Student Loans and Coronavirus: What You Need to Know

Student Loans and Coronavirus: What You Need to Know

Federal student loan payments are being paused for 6 months, thanks to the new $2 trillion Coronavirus stimulus bill. However, the question is whether it’s a good idea or not.

There are several benefits provided by the CARES Act that was signed by President Donald Trump to loan borrowers through September 30, 2020. It includes:

    •    Federal student loan payments suspension

    •    Removal of federal student loan interest

    •    Removal of student loan debt collection from those in default

There are many questions surrounding these very new benefits such as what Coronavirus means for your student loans whether student loan forgiveness is included in the new stimulus legislation. You can get a helpful guide to contact your federal student loan servicer if you want to check in with them. On that note, many websites of student loan servicers and the website of the U.S Department of Education may not have been updated to show this brand new information and student loan benefits. Let’s say you are pursuing public service loan forgiveness, and during this period, decides to pause payments, your non-payment will “count” into the required 120 payments per month. So, if you find information that is conflicting, there’s no need to worry because the incorrect information will be corrected on these websites soon.
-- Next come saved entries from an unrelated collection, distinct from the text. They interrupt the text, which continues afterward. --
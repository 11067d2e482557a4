mod cli;
mod cli_utils;
mod commands;

use anyhow::Result;
use clap::Parser;

use cli::{Cli, Commands};

fn main() -> Result<()> {
    // Initialize structured logging
    takt::logging::init();

    // Parse CLI arguments
    let cli = Cli::parse();

    // Dispatch to appropriate command handler
    match cli.command {
        Commands::Plan(args) => commands::plan::run(&args),
        Commands::Cache(args) => commands::cache::run(&args),
    }
}
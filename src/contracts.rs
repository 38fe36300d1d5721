//! Runtime contracts for the documented search invariants.
//!
//! This module provides debug-mode assertions that verify the index-range
//! properties every variant promises. These contracts:
//!
//! 1. Are **zero-cost in release builds** (use `debug_assert!`)
//! 2. Provide **early failure detection** during development
//! 3. Mirror the documented invariants exactly
//!
//! # INVARIANTS (DO NOT REMOVE THESE CHECKS)
//!
//! | Contract Function           | Invariant                                |
//! |-----------------------------|------------------------------------------|
//! | `check_found_in_bounds`     | `Found(i)` implies `i < len`             |
//! | `check_insertion_in_bounds` | bound queries return an index `<= len`   |
//! | `check_bounds_ordered`      | `lower_bound <= upper_bound <= len`      |
//! | `check_sorted_ascending`    | binary-search precondition               |
//!
//! The O(1) checks run at the return sites of the search functions. The O(n)
//! sortedness check never runs inside a search path - binary search does not
//! detect unsorted input, by contract. It exists for tests and for
//! [`SortedSlice`](crate::verified::SortedSlice) construction.

use crate::types::SearchResult;

// ============================================================================
// RESULT CONTRACTS
// ============================================================================

/// Check that a membership result stays inside the sequence.
///
/// # Panics (debug builds only)
/// Panics if the result is `Found(i)` with `i >= len`.
#[inline]
pub fn check_found_in_bounds(result: SearchResult, len: usize) {
    if let SearchResult::Found(index) = result {
        debug_assert!(
            index < len,
            "contract violation: Found({}) out of bounds for length {}",
            index,
            len
        );
    }
}

/// Check that an insertion-point query returned a valid insertion index.
///
/// `len` itself is valid - it means "append".
///
/// # Panics (debug builds only)
/// Panics if `index > len`.
#[inline]
pub fn check_insertion_in_bounds(index: usize, len: usize) {
    debug_assert!(
        index <= len,
        "contract violation: insertion index {} > length {}",
        index,
        len
    );
}

/// Check the ordering of a bound pair.
///
/// The half-open range `[lower, upper)` must be a sub-range of `[0, len]`.
///
/// # Panics (debug builds only)
/// Panics if `lower > upper` or `upper > len`.
#[inline]
pub fn check_bounds_ordered(lower: usize, upper: usize, len: usize) {
    debug_assert!(
        lower <= upper,
        "contract violation: lower bound {} > upper bound {}",
        lower,
        upper
    );
    debug_assert!(
        upper <= len,
        "contract violation: upper bound {} > length {}",
        upper,
        len
    );
}

// ============================================================================
// PRECONDITION HELPERS
// ============================================================================

/// Is the slice sorted ascending?
///
/// O(n). This is the binary-search precondition; the search functions do not
/// run it themselves.
#[inline]
pub fn is_sorted_ascending<T: Ord>(seq: &[T]) -> bool {
    seq.windows(2).all(|pair| pair[0] <= pair[1])
}

/// Assert the binary-search precondition.
///
/// # Panics (debug builds only)
/// Panics if the slice is not sorted ascending.
#[inline]
pub fn check_sorted_ascending<T: Ord>(seq: &[T]) {
    debug_assert!(
        is_sorted_ascending(seq),
        "contract violation: sequence is not sorted ascending"
    );
}
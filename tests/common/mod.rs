//! Shared test utilities and strategies.

#![allow(dead_code)]

use proptest::prelude::*;

// ============================================================================
// STRATEGIES
// ============================================================================

/// Element values drawn from a range narrow enough to force duplicates.
pub fn element_strategy() -> impl Strategy<Value = i64> {
    -100i64..100
}

/// Arbitrary-order sequences, including empty ones.
pub fn unordered_strategy() -> impl Strategy<Value = Vec<i64>> {
    prop::collection::vec(element_strategy(), 0..64)
}

/// Non-empty arbitrary-order sequences (for the sentinel variant).
pub fn non_empty_strategy() -> impl Strategy<Value = Vec<i64>> {
    prop::collection::vec(element_strategy(), 1..64)
}

/// Ascending-sorted sequences, including empty ones.
pub fn sorted_strategy() -> impl Strategy<Value = Vec<i64>> {
    unordered_strategy().prop_map(|mut values| {
        values.sort_unstable();
        values
    })
}

/// Targets that may or may not occur in a generated sequence.
pub fn target_strategy() -> impl Strategy<Value = i64> {
    -120i64..120
}
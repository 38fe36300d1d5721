//! Benchmarks comparing the search variants against each other and against
//! the standard library's `slice::binary_search`.
//!
//! Targets are chosen for the worst case of each engine: the final element
//! for linear scans (full traversal), an absent mid-range value for binary
//! probing (full interval narrowing).
//!
//! Run with: cargo bench

use criterion::{black_box, criterion_group, criterion_main, BatchSize, BenchmarkId, Criterion};
use hayseek::{binary, linear};

/// Input sizes spanning cache-resident to comfortably larger-than-cache.
const SIZES: &[usize] = &[16, 256, 4_096, 65_536];

/// Even values only, so every odd target is an absent mid-range value.
fn sorted_input(len: usize) -> Vec<u64> {
    (0..len as u64).map(|value| value * 2).collect()
}

fn bench_linear(c: &mut Criterion) {
    let mut group = c.benchmark_group("linear");
    for &len in SIZES {
        let data = sorted_input(len);
        let worst_case = *data.last().expect("non-empty input");

        group.bench_with_input(BenchmarkId::new("iterative", len), &data, |b, data| {
            b.iter(|| linear::iterative(black_box(data), black_box(&worst_case)));
        });

        group.bench_with_input(BenchmarkId::new("recursive", len), &data, |b, data| {
            b.iter(|| linear::recursive(black_box(data), black_box(&worst_case)));
        });

        // The sentinel variant mutates, so each iteration gets a fresh copy.
        group.bench_with_input(BenchmarkId::new("sentinel", len), &data, |b, data| {
            b.iter_batched(
                || data.clone(),
                |mut scratch| linear::sentinel(black_box(&mut scratch), black_box(&worst_case)),
                BatchSize::SmallInput,
            );
        });
    }
    group.finish();
}

fn bench_binary(c: &mut Criterion) {
    let mut group = c.benchmark_group("binary");
    for &len in SIZES {
        let data = sorted_input(len);
        // SIZES are even, so len - 1 is odd and absent from the even-only input.
        let absent = len as u64 - 1;

        group.bench_with_input(BenchmarkId::new("closed_interval", len), &data, |b, data| {
            b.iter(|| binary::closed_interval(black_box(data), black_box(&absent)));
        });

        group.bench_with_input(BenchmarkId::new("open_interval", len), &data, |b, data| {
            b.iter(|| binary::open_interval(black_box(data), black_box(&absent)));
        });

        group.bench_with_input(BenchmarkId::new("recursive", len), &data, |b, data| {
            b.iter(|| binary::recursive(black_box(data), black_box(&absent)));
        });

        group.bench_with_input(BenchmarkId::new("exponential", len), &data, |b, data| {
            b.iter(|| binary::exponential(black_box(data), black_box(&absent)));
        });

        group.bench_with_input(BenchmarkId::new("lower_bound", len), &data, |b, data| {
            b.iter(|| binary::lower_bound(black_box(data), black_box(&absent)));
        });

        group.bench_with_input(BenchmarkId::new("std_baseline", len), &data, |b, data| {
            b.iter(|| black_box(data).binary_search(black_box(&absent)));
        });
    }
    group.finish();
}

fn bench_exponential_front_bias(c: &mut Criterion) {
    let mut group = c.benchmark_group("exponential_front_bias");
    let data = sorted_input(65_536);
    // Targets near the front are where exponential search earns its keep.
    for &position in &[4usize, 64, 1_024] {
        let target = data[position];
        group.bench_with_input(
            BenchmarkId::new("exponential", position),
            &data,
            |b, data| {
                b.iter(|| binary::exponential(black_box(data), black_box(&target)));
            },
        );
        group.bench_with_input(
            BenchmarkId::new("closed_interval", position),
            &data,
            |b, data| {
                b.iter(|| binary::closed_interval(black_box(data), black_box(&target)));
            },
        );
    }
    group.finish();
}

criterion_group!(
    benches,
    bench_linear,
    bench_binary,
    bench_exponential_front_bias
);
criterion_main!(benches);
Do you have to pay your federal student loans?

The question on how to pay student loans during the Coronavirus crisis is on everyone’s mind. Ways of lowering their student loan payments are being searched for by borrowers. Not paying federal student loans through September 30, 2020, is one option - this is allowed under the CARES Act. Now you might be wondering, why you would want to stop making payments on your federal student loans. Saving money during this public health emergency is the number one reason. If you don’t pay your federal student loans for six months, and you happen to lose your job or are facing financial struggles, you still have some money to finance yourself.  There are a lot of borrowers who are still working who are wondering how they can receive paid sick leave as a result of Coronavirus. Knowing whether you qualify for paid sick leave or not is important to know as it may provide additional financial resources during this time.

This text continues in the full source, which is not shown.